At least one West Virginia University donor has publicly stated that his gift-giving strategy has changed as a result of the school's reaction to the Bob Huggins homophobic slur controversy.
"It's painful as a longtime supporter of WVU to see this situation," Jonathan Adkins told WVSportsNow. "I'm directing my donations away from the Athletic Department toward other parts of the University.
"I've been in touch with WVU as a donor and a gay man. I'm disappointed in how they have handled this, but hope for the best."
On May 8, Huggins appeared on a Cincinnati radio show and more than once called fans of Xavier University "f--s" — including one reference uttered as "Catholic f--s." He apologized later that day.

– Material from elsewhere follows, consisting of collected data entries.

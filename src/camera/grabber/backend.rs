//! Single-camera driver on a frame-grabber SDK.
//!
//! Generic over `S: GrabberSdk` so tests use `MockGrabberSdk` while
//! production uses a vendor binding.

use std::sync::Arc;
use std::time::Duration;

use serde::Serialize;

use crate::camera::backend::{now_timestamp, SensorDriver};
use crate::camera::error::{CameraError, Result};
use crate::camera::types::{Image, Observation, PixelLayout};
use crate::imaging::convert::convert_to_bgr8;
use crate::settings::types::GrabberConfig;

use super::api::{nodes, DeviceHandle, DeviceInfo, GrabberSdk};
use super::discovery::select_device;
use super::sdk::{SdkContext, SdkLease};

/// Lifecycle of a frame-grabber backend.
#[derive(Debug, Clone, Copy, PartialEq, Eq, Serialize)]
#[serde(rename_all = "snake_case")]
pub enum GrabberState {
    Uninitialized,
    DeviceBound,
    Streaming,
    Closed,
}

/// Single-camera driver bound to one frame-grabber device.
///
/// Construction runs discovery, opens and configures the device and starts
/// grabbing. Dropping the backend (or calling [`close`](Self::close)) stops
/// grabbing, closes the device and releases its SDK lease.
pub struct FrameGrabberBackend<S: GrabberSdk> {
    sdk: SdkLease<S>,
    device: DeviceHandle,
    info: DeviceInfo,
    state: GrabberState,
    opened: bool,
    timeout: Duration,
    /// Reused conversion target; observations receive a copy.
    converted: Vec<u8>,
}

impl<S: GrabberSdk> FrameGrabberBackend<S> {
    /// Bind to the device whose user-defined name equals `device_id` and
    /// start streaming. An empty `device_id` binds the first device.
    ///
    /// # Errors
    ///
    /// `NoDevices` if nothing is attached, `DeviceNotFound` if the name
    /// matches no device, `Sdk` if another backend already holds the device
    /// or opening or configuring fails. The SDK lease and any opened device
    /// are released before returning an error.
    pub fn new(ctx: &Arc<SdkContext<S>>, device_id: &str, config: &GrabberConfig) -> Result<Self> {
        let sdk = ctx.acquire()?;
        let devices = sdk.enumerate_devices()?;
        let device = select_device(&devices, device_id)?;
        let info = devices[device.0].clone();
        sdk.bind(device)?;

        let mut backend = Self {
            sdk,
            device,
            info,
            state: GrabberState::DeviceBound,
            opened: false,
            timeout: config.retrieve_timeout(),
            converted: Vec::new(),
        };
        backend.start_streaming(config)?;

        tracing::info!(
            "frame grabber '{}' ({} {}) streaming",
            backend.info.user_defined_name,
            backend.info.model_name,
            backend.info.serial_number
        );
        Ok(backend)
    }

    /// DeviceBound -> Streaming. On failure `Drop` undoes what was done.
    fn start_streaming(&mut self, config: &GrabberConfig) -> Result<()> {
        let dev = self.device;
        self.sdk.open(dev)?;
        self.opened = true;

        self.sdk.set_max_buffers(dev, config.buffer_depth)?;
        self.sdk.set_output_format(dev, config.output_format)?;
        self.sdk
            .set_float(dev, nodes::EXPOSURE_TIME, config.exposure_time_us)?;
        self.sdk
            .set_float(dev, nodes::ACQUISITION_FRAME_RATE, config.frame_rate_hz)?;
        self.sdk
            .set_enum(dev, nodes::BALANCE_WHITE_AUTO, &config.balance_white_auto)?;

        self.sdk.start_grabbing(dev, config.strategy)?;
        self.state = GrabberState::Streaming;
        Ok(())
    }

    pub fn state(&self) -> GrabberState {
        self.state
    }

    /// Identity of the bound device.
    pub fn device_info(&self) -> &DeviceInfo {
        &self.info
    }

    /// Streaming -> Closed. Idempotent.
    pub fn close(&mut self) {
        if self.state == GrabberState::Closed {
            return;
        }
        if self.state == GrabberState::Streaming {
            if let Err(e) = self.sdk.stop_grabbing(self.device) {
                tracing::warn!("stop grabbing '{}' failed: {e}", self.info.user_defined_name);
            }
        }
        if self.opened {
            if let Err(e) = self.sdk.close(self.device) {
                tracing::warn!("closing '{}' failed: {e}", self.info.user_defined_name);
            }
            self.opened = false;
        }
        self.sdk.unbind(self.device);
        self.state = GrabberState::Closed;
        tracing::info!("frame grabber '{}' closed", self.info.user_defined_name);
    }
}

impl<S: GrabberSdk> SensorDriver for FrameGrabberBackend<S> {
    type Observation = Observation;

    fn get_observation(&mut self) -> Result<Observation> {
        if self.state != GrabberState::Streaming {
            return Err(CameraError::Acquisition(format!(
                "'{}' is not streaming ({:?})",
                self.info.user_defined_name, self.state
            )));
        }

        let result = self
            .sdk
            .retrieve_result(self.device, self.timeout)
            .map_err(|e| match e {
                CameraError::Sdk(msg) => CameraError::Acquisition(msg),
                other => other,
            })?
            .ok_or(CameraError::AcquisitionTimeout(self.timeout))?;
        let timestamp = now_timestamp();

        if !result.succeeded {
            return Err(CameraError::Acquisition(format!(
                "grab on '{}' failed: {}",
                self.info.user_defined_name, result.error_description
            )));
        }

        convert_to_bgr8(
            result.pixel_format,
            result.width,
            result.height,
            &result.buffer,
            &mut self.converted,
        )?;
        // One copy per frame: the conversion buffer is overwritten next call.
        let image = Image::from_vec(
            result.width,
            result.height,
            PixelLayout::Bgr8,
            self.converted.clone(),
        )
        .ok_or_else(|| CameraError::Acquisition("converted buffer has wrong length".to_string()))?;

        Ok(Observation::new(image, timestamp))
    }
}

impl<S: GrabberSdk> Drop for FrameGrabberBackend<S> {
    fn drop(&mut self) {
        self.close();
    }
}

#[cfg(test)]
mod tests {
    use super::*;
    use crate::camera::grabber::api::{GrabResult, GrabStrategy};
    use crate::camera::grabber::mock::MockGrabberSdk;
    use crate::imaging::convert::RawPixelFormat;

    fn config() -> GrabberConfig {
        GrabberConfig {
            retrieve_timeout_ms: 50,
            ..GrabberConfig::default()
        }
    }

    fn rgb_frame(width: u32, height: u32, rgb: [u8; 3]) -> GrabResult {
        let buffer = rgb.repeat((width * height) as usize);
        GrabResult::success(width, height, RawPixelFormat::Rgb8Packed, buffer)
    }

    #[test]
    fn zero_devices_fails_with_no_devices() {
        let ctx = SdkContext::new(MockGrabberSdk::new());
        let err = FrameGrabberBackend::new(&ctx, "camera60", &config())
            .err()
            .unwrap();
        assert!(matches!(err, CameraError::NoDevices));
        assert_eq!(ctx.users(), 0);
        assert_eq!(ctx.api().terminate_count(), 1);
    }

    #[test]
    fn unknown_identifier_fails_without_fallback() {
        let ctx = SdkContext::new(MockGrabberSdk::new().with_devices(2));
        let err = FrameGrabberBackend::new(&ctx, "camera999", &config())
            .err()
            .unwrap();
        assert!(matches!(err, CameraError::DeviceNotFound(id) if id == "camera999"));
        assert!(!ctx.api().is_open(0));
        assert!(!ctx.api().is_open(1));
        assert_eq!(ctx.users(), 0);
    }

    #[test]
    fn empty_identifier_binds_and_streams_first_device() {
        let ctx = SdkContext::new(MockGrabberSdk::new().with_devices(3));
        let backend = FrameGrabberBackend::new(&ctx, "", &config()).unwrap();

        assert_eq!(backend.device_info().user_defined_name, "camera0");
        assert_eq!(backend.state(), GrabberState::Streaming);
        assert!(ctx.api().is_open(0));
        assert_eq!(
            ctx.api().strategy(0),
            Some(GrabStrategy::LatestImageOnly)
        );
    }

    #[test]
    fn matched_identifier_applies_configuration() {
        let ctx = SdkContext::new(MockGrabberSdk::new().with_devices(3));
        let _backend = FrameGrabberBackend::new(&ctx, "camera2", &config()).unwrap();

        let api = ctx.api();
        assert!(api.is_open(2));
        assert_eq!(api.max_buffers(2), Some(5));
        assert_eq!(api.output_format(2), Some(RawPixelFormat::Bgr8Packed));
        assert_eq!(api.float_node(2, nodes::EXPOSURE_TIME), Some(1500.0));
        assert_eq!(api.float_node(2, nodes::ACQUISITION_FRAME_RATE), Some(100.0));
        assert_eq!(
            api.enum_node(2, nodes::BALANCE_WHITE_AUTO).as_deref(),
            Some("Once")
        );
        assert_eq!(api.strategy(2), Some(GrabStrategy::LatestImageOnly));
    }

    #[test]
    fn configuration_failure_closes_device_and_releases_sdk() {
        let ctx = SdkContext::new(MockGrabberSdk::new().with_devices(1).with_error(
            "set_float",
            CameraError::Sdk("node not writable".to_string()),
        ));
        let err = FrameGrabberBackend::new(&ctx, "camera0", &config())
            .err()
            .unwrap();
        assert!(matches!(err, CameraError::Sdk(_)));
        assert!(!ctx.api().is_open(0));
        assert_eq!(ctx.users(), 0);
    }

    #[test]
    fn observation_is_converted_to_bgr_and_timestamped_after_call_start() {
        let ctx = SdkContext::new(
            MockGrabberSdk::new()
                .with_devices(1)
                .with_result(0, rgb_frame(4, 2, [1, 2, 3]))
                .with_retrieve_delay(Duration::from_millis(2)),
        );
        let mut backend = FrameGrabberBackend::new(&ctx, "camera0", &config()).unwrap();

        let before = now_timestamp();
        let obs = backend.get_observation().unwrap();

        assert!(obs.timestamp > before);
        assert_eq!((obs.image.width(), obs.image.height()), (4, 2));
        assert_eq!(obs.image.layout(), PixelLayout::Bgr8);
        assert_eq!(&obs.image.data()[..3], &[3, 2, 1]);
    }

    #[test]
    fn observation_owns_its_pixels() {
        let ctx = SdkContext::new(
            MockGrabberSdk::new()
                .with_devices(1)
                .with_result(0, rgb_frame(2, 2, [10, 10, 10]))
                .with_result(0, rgb_frame(2, 2, [99, 99, 99])),
        );
        let mut backend = FrameGrabberBackend::new(&ctx, "camera0", &config()).unwrap();

        let first = backend.get_observation().unwrap();
        let second = backend.get_observation().unwrap();
        assert!(first.image.data().iter().all(|&v| v == 10));
        assert!(second.image.data().iter().all(|&v| v == 99));
    }

    #[test]
    fn expired_wait_is_timeout_and_backend_stays_usable() {
        let ctx = SdkContext::new(
            MockGrabberSdk::new()
                .with_devices(1)
                .with_timeout(0)
                .with_continuous_frames(2, 2),
        );
        let mut backend = FrameGrabberBackend::new(&ctx, "camera0", &config()).unwrap();

        let err = backend.get_observation().unwrap_err();
        assert!(matches!(err, CameraError::AcquisitionTimeout(d) if d == Duration::from_millis(50)));
        assert!(backend.get_observation().is_ok());
    }

    #[test]
    fn failed_grab_is_acquisition_error() {
        let ctx = SdkContext::new(
            MockGrabberSdk::new()
                .with_devices(1)
                .with_result(0, GrabResult::failure("payload incomplete")),
        );
        let mut backend = FrameGrabberBackend::new(&ctx, "camera0", &config()).unwrap();

        let err = backend.get_observation().unwrap_err();
        assert!(matches!(err, CameraError::Acquisition(msg) if msg.contains("payload incomplete")));
    }

    #[test]
    fn sdk_retrieve_error_is_acquisition_error() {
        let ctx = SdkContext::new(MockGrabberSdk::new().with_devices(1).with_error(
            "retrieve_result",
            CameraError::Sdk("device removed".to_string()),
        ));
        let mut backend = FrameGrabberBackend::new(&ctx, "camera0", &config()).unwrap();
        assert!(matches!(
            backend.get_observation(),
            Err(CameraError::Acquisition(_))
        ));
    }

    #[test]
    fn closed_backend_refuses_observations() {
        let ctx = SdkContext::new(MockGrabberSdk::new().with_devices(1).with_continuous_frames(1, 1));
        let mut backend = FrameGrabberBackend::new(&ctx, "camera0", &config()).unwrap();

        backend.close();
        backend.close();
        assert_eq!(backend.state(), GrabberState::Closed);
        assert!(matches!(
            backend.get_observation(),
            Err(CameraError::Acquisition(_))
        ));
        assert!(!ctx.api().is_open(0));
        // Lease is held until the backend itself is dropped.
        assert_eq!(ctx.users(), 1);
    }

    #[test]
    fn drop_stops_grabbing_closes_device_and_terminates_sdk() {
        let ctx = SdkContext::new(MockGrabberSdk::new().with_devices(1));
        let backend = FrameGrabberBackend::new(&ctx, "camera0", &config()).unwrap();
        drop(backend);

        assert!(!ctx.api().is_open(0));
        assert_eq!(ctx.api().strategy(0), None);
        assert_eq!(ctx.users(), 0);
        assert_eq!(ctx.api().terminate_count(), 1);
    }

    #[test]
    fn sibling_backends_share_one_initialisation() {
        let ctx = SdkContext::new(MockGrabberSdk::new().with_devices(2));
        let a = FrameGrabberBackend::new(&ctx, "camera0", &config()).unwrap();
        let b = FrameGrabberBackend::new(&ctx, "camera1", &config()).unwrap();
        assert_eq!(ctx.api().init_count(), 1);

        drop(a);
        assert_eq!(ctx.api().terminate_count(), 0);
        drop(b);
        assert_eq!(ctx.api().terminate_count(), 1);
    }

    #[test]
    fn device_already_held_is_refused_before_opening() {
        let ctx = SdkContext::new(MockGrabberSdk::new().with_devices(1));
        let first = FrameGrabberBackend::new(&ctx, "camera0", &config()).unwrap();

        let err = FrameGrabberBackend::new(&ctx, "", &config()).err().unwrap();
        assert!(matches!(err, CameraError::Sdk(_)));
        assert_eq!(ctx.api().open_count(0), 1);
        assert_eq!(first.state(), GrabberState::Streaming);
        assert_eq!(ctx.users(), 1);

        drop(first);
        assert!(!ctx.is_bound(DeviceHandle(0)));
        let again = FrameGrabberBackend::new(&ctx, "camera0", &config()).unwrap();
        assert_eq!(again.state(), GrabberState::Streaming);
    }

    #[test]
    fn backend_is_send() {
        fn assert_send<T: Send>() {}
        assert_send::<FrameGrabberBackend<MockGrabberSdk>>();
    }
}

Related: Huggins Apologizes, West Virginia Reacts to Coach's Radio Slur
Within days and amid calls for his firing, Huggins accepted a suspension and a $1 million pay cut.
Related: Bob Huggins Takes $1M Salary Cut Following On-Air Anti-Gay Slur
When Adkins was asked about his initial reaction to hearing Huggins, a Hall of Fame coach and fellow West Virginia native, use an anti-gay slur, the first words that came to his mind were “shocked, disappointed and hurt."
"It’s not as if the foundation of WVU basketball will all of a sudden collapse without the financial contributions of any one donor," wrote WVSportsNow's Mike Asti. "The Mountaineers brand is too big and there are too many wealthy alums all over the country willing to spend. Honestly, keeping Huggins around was likely done largely due to the nationally ranked incoming transfer class and in the best interest of the team on the court.
"But it’s also very possible Adkins is not alone in planing to reallocate where his money goes when donated to the school. Adkins shows words can have consequences, especially when those words come out of the mouth of someone tasked with representing a state and a passionate fan base."
As to whether Huggins can once again win over Adkins, who has cheered for the coach since his return to Morgantown in 2007, time will tell. “Yes, people can change and grow," he said. "I hope he speaks out about what happened, shows true remorse and this serves as an opportunity to educate others."